O Caminho Real 23, o maior, abrange dez dos onze concelhos da ilha e 37 freguesias e, explica Miguel Silva Gouveia, “acaba por mostrar, a quem o percorre, um pouco de toda a vivência da Madeira e a sua identidade”, num total de 181 quilómetros.

Os caminhos reais também se confundem com as povoações por onde passa, seja na costa sul ou na costa norte. Na Ribeira Funda, freguesia do Seixal, por exemplo, a vegetação da encosta penteada pelo vento, as poucas casas, os motivos religiosos e os fontanários acompanham o trajeto.

Esta pequena povoação, enfiada pela montanha, fica situada entre as freguesias do Seixal e Porto Moniz. O acesso é limitado, mas pode ser feito pela antiga Estrada Regional 101 ou por uma das saídas de emergência do túnel da Fajã das Contreiras.

Até 2006, quando a estrada foi inaugurada, as oito pessoas que lá vivem iam para suas casas por meio de uma vereda com 787 degraus. Naquela localidade, onde não chegam autocarros e a agricultura é uma das atividades principais, predomina a pacatez.

A caminhada levada a cabo pela Essential continua pela Ribeira da Janela. À chegada, no adro está situada a Igreja de Nossa Senhora da Encarnação. Também aí ninguém fica indiferente à estátua da Mãe Cristininha a acenar da sua varanda. A senhora que passava os seus dias a bordar, a ler e a cumprimentar quem por ali passava foi homenageada por um dos filhos pródigos desta terra, Antonino de Ponte, e seus irmãos.

É aqui que nos reencontramos com o Caminho Real 23. Subindo um pouco a faixa de degraus, ou o chão plano, há tempo para provar uma macia na venda que é de Maria Jardim há 35 anos. O espaço comercial onde “passam uns turistas e compram gelados” vende um pouco de tudo, desde arroz, massa, açúcar, café, vinho e frutas.

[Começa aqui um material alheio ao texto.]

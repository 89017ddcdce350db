use std::future::Future;
use std::sync::mpsc::{Receiver, Sender};
use std::sync::Arc;

use log::{debug, info, warn};
use reqwest::Client;

use crate::admin::{ContestantForm, VotingLineForm};
use crate::api::{admin, auth, contestants, vote, voting_lines};
use crate::booth::{fetch_booth, SubmissionOutcome, VotingBooth};
use crate::config::Config;
use crate::error::ApiError;
use crate::flight::{Action, FlightGuard, SingleFlight};
use crate::login::{detect_login_method, validate_identifier, IpApiLookup, LoginMethod};
use crate::models::{
    Contestant, ContestantId, DashboardStats, VoteHistoryEntry, VotingLine, VotingLineId,
};
use crate::route::Route;
use crate::session::{SessionContext, SessionKind};
use crate::storage::TokenStore;

/// Results of background requests, drained by the UI thread every frame.
pub enum UiEvent {
    LoginMethodDetected(LoginMethod),
    OtpSent(Result<(), ApiError>),
    OtpVerified(Result<String, ApiError>),
    AdminLoggedIn(Result<String, ApiError>),
    VotingStateLoaded(Result<VotingBooth, ApiError>),
    VotesSubmitted(SubmissionOutcome),
    HistoryLoaded(Result<Vec<VoteHistoryEntry>, ApiError>),
    ContestantsLoaded(Result<Vec<Contestant>, ApiError>),
    ContestantCreated(Result<Contestant, ApiError>),
    VotingLinesLoaded(Result<Vec<VotingLine>, ApiError>),
    VotingLineCreated(Result<VotingLine, ApiError>),
    VotingLineToggled(Result<(), ApiError>),
    DashboardStatsLoaded(VotingLineId, Result<DashboardStats, ApiError>),
}

#[derive(Debug, Clone, Copy, PartialEq, Eq)]
pub enum LoginStep {
    EnterIdentifier,
    EnterOtp,
}

pub struct LoginScreen {
    /// `None` until the location lookup settles.
    pub method: Option<LoginMethod>,
    pub step: LoginStep,
    pub identifier: String,
    pub otp: String,
    pub error: String,
    pub message: String,
}

impl Default for LoginScreen {
    fn default() -> Self {
        Self {
            method: None,
            step: LoginStep::EnterIdentifier,
            identifier: String::new(),
            otp: String::new(),
            error: String::new(),
            message: String::new(),
        }
    }
}

#[derive(Default)]
pub struct AdminLoginScreen {
    pub username: String,
    pub password: String,
    pub error: String,
}

#[derive(Default)]
pub struct DashboardScreen {
    pub lines: Vec<VotingLine>,
    pub selected: Option<VotingLineId>,
    pub stats: Option<DashboardStats>,
    pub error: String,
}

impl DashboardScreen {
    fn select(&mut self, line_id: VotingLineId) {
        self.selected = Some(line_id);
        self.stats = None;
        self.error.clear();
    }

    /// Stats fetched for any other line than the selected one are stale.
    fn shows(&self, line_id: VotingLineId) -> bool {
        self.selected == Some(line_id)
    }
}

#[derive(Default)]
pub struct ContestantsScreen {
    pub contestants: Vec<Contestant>,
    pub form: ContestantForm,
    pub error: String,
    pub success: String,
}

#[derive(Default)]
pub struct VotingLinesScreen {
    pub lines: Vec<VotingLine>,
    pub contestants: Vec<Contestant>,
    pub form: VotingLineForm,
    pub error: String,
}

pub struct AppState {
    client: Client,
    api_url: String,
    geo_lookup_url: String,
    runtime: tokio::runtime::Runtime,
    ctx: egui::Context,
    event_sender: Sender<UiEvent>,
    event_receiver: Receiver<UiEvent>,
    pub flights: SingleFlight,
    pub voter: SessionContext,
    pub admin: SessionContext,
    pub route: Route,
    pub status_message: String,
    pub login: LoginScreen,
    pub booth: Option<VotingBooth>,
    pub booth_error: String,
    pub history: Vec<VoteHistoryEntry>,
    pub history_error: String,
    pub admin_login: AdminLoginScreen,
    pub dashboard: DashboardScreen,
    pub contestants: ContestantsScreen,
    pub voting_lines: VotingLinesScreen,
}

Até chegar à etapa seguinte, a Vereda da Tranquada, ainda pertencente à Ribeira da Janela, são notórios os indícios da presença humana não só pelas casas, mas também pelo lavadouro público onde antigamente a roupa era lavada.

O aroma a eucalipto, a presença de tis e barbuzano enchem o ar e o olhar. O ambiente sereno e o ar puro que pairam à medida que o percurso é feito convidam a prestar atenção à fauna e flora ali existentes. Exemplo disso mesmo é a existência de um viveiro de madre-louro, um fungo que vive como parasita do Loureiro e que é utilizado na medicina popular madeirense.

Com o espírito reforçado pela travessia daquela floresta mágica, continua o plano de descer até à Ribeira da Janela que ganhou o seu nome pelo ilhéu em frente à foz, cujo curso de água é o mais extenso e abundante da Madeira. As casas rodeadas pelos campos agrícolas, as paredes em pedra e a passada animal designada por “passo do boi” são o ecoar de outros tempos.

Um dos projetos da Associação do Caminho Real foi a criação de selos que podem ser acrescentados a uma caderneta, que custa dois euros e cuja receita serve para ajudar a associação, à medida que os diferentes trajetos são percorridos. Nas Achadas da Cruz, a freguesia que faz a transição entre as costas sul e norte da Madeira, o Sr. António é o guardião do selo na Mercearia Bar Central.

Por toda a ilha é assim: Parques dos caminhos reais confundem-se com percursos atuais e locais onde vivem pessoas, e partes de floresta quase intocada e vistas inesquecíveis. Entre escadas íngremes, curvas sinuosas, e um silêncio quase absoluto é isto o Caminho Real: Percorrer a Madeira no que a ilha tem de mais genuíno.